Inside the Artery Walls: Mechanisms and Structure of Lipoprotein(a)

The mechanisms through which apolipoprotein B (apoB) containing lipoproteins, like LDL particles, infiltrate arterial walls and contribute to atherogenesis.

Contrasting entry mechanisms:

ApoB particles, particularly LDL, invade arterial walls primarily based on their concentration gradient, with higher levels leading to increased infiltration. In contrast, Lp(a) particles can infiltrate arterial walls even at lower concentrations due to specific receptor interactions on endothelial cells and macrophages that facilitate their entry in an entirely different manner.

Pro-inflammatory effects of Lp(a):

 Lp(a) once inside the arterial wall exhibits significant pro-inflammatory properties. It activates Toll receptors on monocytes and macrophages, triggering the synthesis of various inflammatory mediators such as cytokines and chemokines. This inflammatory response is a key driver of atherogenesis within the arterial wall.

Impact on plaque stability:

Smooth muscle cells play a crucial role in stabilizing plaques by forming a protective layer around them.
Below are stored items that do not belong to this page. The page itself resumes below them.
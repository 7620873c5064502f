pub mod flood;
pub mod summative;
pub mod cluster;
pub mod collect;
pub mod commons;
pub mod contextual;
pub mod geo_core;
pub mod geometric;

pub use commons::error::{MorphoError, MorphoResult};

// Per-feature morphometric characters (tessellation, blocks, meshedness, ...)
// are measured upstream and arrive here as columns of the measurement tables.
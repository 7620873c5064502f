// Example: summative characters of a settlement split in two parts
use anyhow::Result;
use coastmorph::collect::layers::measurements_from_csv;
use coastmorph::contextual::summative::{summarize, SummaryOptions, UndefinedPolicy};

fn main() -> Result<()> {
    println!("=== Example: Summative characters from a measurement table ===\n");

    // One row per building; `case` marks the rows along the seashore street
    let csv_data = "\
uID,sdbAre,sdsLen,part,case
1,112.5,48.0,1,1
2,98.0,48.0,1,1
3,143.2,,1,0
4,87.9,,1,0
5,250.4,,1,0
6,64.0,61.5,2,1
7,71.3,61.5,2,1
8,69.8,35.2,2,1
9,180.0,,2,0
";

    let table = measurements_from_csv(csv_data.as_bytes(), "vieira")?;
    println!("Rows: {}, characters: {:?}", table.len(), table.columns());

    let options = SummaryOptions::new(&["sdbAre"], &["sdsLen"]);
    let summary = summarize(&table, &options)?;

    println!("\nSummary columns: {:?}", summary.columns());
    for row in summary.rows() {
        println!("  {}: {:?}", row.label(), row.values());
    }

    let df = summary.to_polars_df()?;
    println!("\nDataFrame created with {} rows and {} columns", df.height(), df.width());
    println!("{}", df);

    // Part 1 has two seashore rows: meanIQ is still defined, but not with one
    let strict = options.with_policy(UndefinedPolicy::Fail);
    match summarize(&table, &strict) {
        Ok(_) => println!("\nEvery statistic is defined"),
        Err(e) => println!("\nStrict policy refused the table: {}", e),
    }

    Ok(())
}
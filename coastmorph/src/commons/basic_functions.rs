use geojson::JsonObject;
use serde_json::Value;

/// Numeric value of a GeoJSON property, accepting numbers and numeric strings
pub fn property_f64(properties: &JsonObject, key: &str) -> Option<f64> {
    match properties.get(key)? {
        Value::Number(n) => n.as_f64(),
        Value::String(s) => parse_cell(s),
        Value::Bool(b) => Some(if *b { 1.0 } else { 0.0 }),
        _ => None,
    }
}

/// Flag attributes are stored as `1`/`0`, booleans or strings depending on
/// the GIS that digitised them. Anything absent is false.
pub fn property_flag(properties: &JsonObject, key: &str) -> bool {
    match properties.get(key) {
        Some(Value::Bool(b)) => *b,
        Some(Value::Number(n)) => n.as_f64().map_or(false, |v| v == 1.0),
        Some(Value::String(s)) => parse_flag(s),
        _ => false,
    }
}

/// Label of a GeoJSON property (e.g. the settlement `part`), integers kept
/// without a decimal point
pub fn property_label(properties: &JsonObject, key: &str) -> Option<String> {
    match properties.get(key)? {
        Value::String(s) if !s.trim().is_empty() => Some(s.trim().to_string()),
        Value::Number(n) => Some(number_label(n)),
        _ => None,
    }
}

fn number_label(n: &serde_json::Number) -> String {
    if let Some(i) = n.as_i64() {
        return i.to_string();
    }
    match n.as_f64() {
        Some(f) if f.fract() == 0.0 && f.abs() < i64::MAX as f64 => (f as i64).to_string(),
        _ => n.to_string(),
    }
}

/// Parse a CSV cell into a number; empty cells and `NaN` are missing
pub fn parse_cell(cell: &str) -> Option<f64> {
    let trimmed = cell.trim();
    if trimmed.is_empty() {
        return None;
    }
    trimmed.parse::<f64>().ok().filter(|v| !v.is_nan())
}

/// Parse a textual flag cell
pub fn parse_flag(cell: &str) -> bool {
    matches!(
        cell.trim().to_lowercase().as_str(),
        "1" | "1.0" | "true" | "t" | "yes"
    )
}

/// Map a nodata sentinel to a missing value
pub fn nodata_to_none(value: Option<f64>, nodata: f64) -> Option<f64> {
    value.filter(|v| v.is_finite() && *v != nodata)
}

/// Format a float for CSV output, NaN written as an empty cell
pub fn format_cell(value: f64) -> String {
    if value.is_nan() {
        String::new()
    } else {
        value.to_string()
    }
}

#[cfg(test)]
mod tests {
    use super::*;
    use serde_json::json;

    fn properties(value: Value) -> JsonObject {
        value.as_object().cloned().unwrap()
    }

    #[test]
    fn test_property_flag() {
        let props = properties(json!({"a": 1, "b": "1", "c": true, "d": 0, "e": null}));
        assert!(property_flag(&props, "a"));
        assert!(property_flag(&props, "b"));
        assert!(property_flag(&props, "c"));
        assert!(!property_flag(&props, "d"));
        assert!(!property_flag(&props, "e"));
        assert!(!property_flag(&props, "missing"));
    }

    #[test]
    fn test_property_label() {
        let props = properties(json!({"part": 2, "float_part": 3.0, "name": " north "}));
        assert_eq!(property_label(&props, "part").as_deref(), Some("2"));
        assert_eq!(property_label(&props, "float_part").as_deref(), Some("3"));
        assert_eq!(property_label(&props, "name").as_deref(), Some("north"));
        assert_eq!(property_label(&props, "missing"), None);
    }

    #[test]
    fn test_property_f64() {
        let props = properties(json!({"min": -999, "max": "12.5", "bad": "x"}));
        assert_eq!(property_f64(&props, "min"), Some(-999.0));
        assert_eq!(property_f64(&props, "max"), Some(12.5));
        assert_eq!(property_f64(&props, "bad"), None);
    }

    #[test]
    fn test_parse_cell() {
        assert_eq!(parse_cell(" 3.5 "), Some(3.5));
        assert_eq!(parse_cell(""), None);
        assert_eq!(parse_cell("NaN"), None);
    }

    #[test]
    fn test_nodata_to_none() {
        assert_eq!(nodata_to_none(Some(-999.0), -999.0), None);
        assert_eq!(nodata_to_none(Some(1.5), -999.0), Some(1.5));
        assert_eq!(nodata_to_none(None, -999.0), None);
    }

    #[test]
    fn test_format_cell() {
        assert_eq!(format_cell(f64::NAN), "");
        assert_eq!(format_cell(4.0), "4");
    }
}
However, Lp(a) interferes with this process by making smooth muscle cells less effective at creating this protective matrix. Consequently, the presence of Lp(a) can contribute to plaque instability, increasing the risk of rupture and thrombotic events.

Thrombotic tendencies and platelet reactivity:

 Lp(a) not only induces inflammatory responses but also enhances platelet reactivity, promoting a more thrombotic environment within the arterial wall. This heightened thrombotic cascade increases the risk of plaque development and cardiovascular complications.

Function of Lp(a) peptides:

 Apolipoprotein(a) is composed of peptide units that contain cysteine groups with sulfur molecules. These units adhere together to form the apolipoprotein(a) molecule. The unique structure of Lp(a), including the presence of cysteine residues, may contribute to its biological activity and its impact on the inflammatory and atherogenic processes within the arterial wall.

Structure and composition:

 Apo(a) is made up of multiple units called "kringles." The term "kringle" was derived from a pastry due to the looped structure of these peptide units. In contrast to plasminogen, which has five kringles, apo(a) is a truncated form with only two kringles – kringles 4 and 5. Kringles 4 and 5 contain multiple subunits, with kringles 4 having 10 subunits and kringle 5 being a singular unit.

Genetic variation:

 The gene encoding kringle 4 can result in different numbers of subunits. This genetic variation leads to the presence of varying numbers of kringle 4 subunits in apo(a), affecting its molecular weight. A higher number of kringle 4 subunits results in a larger peptide with a higher molecular weight, while fewer repeats lead to a smaller, lower molecular weight apo(a) molecule.

Molecular weight and size terminology:

 It's important to differentiate between terms like "small" and "large" when referring to Lp(a) and apo(a). In this context, "small" and "large" refer to the molecular weight of the apo(a) peptide, not the size or diameter of the LDL particle at the core of Lp(a).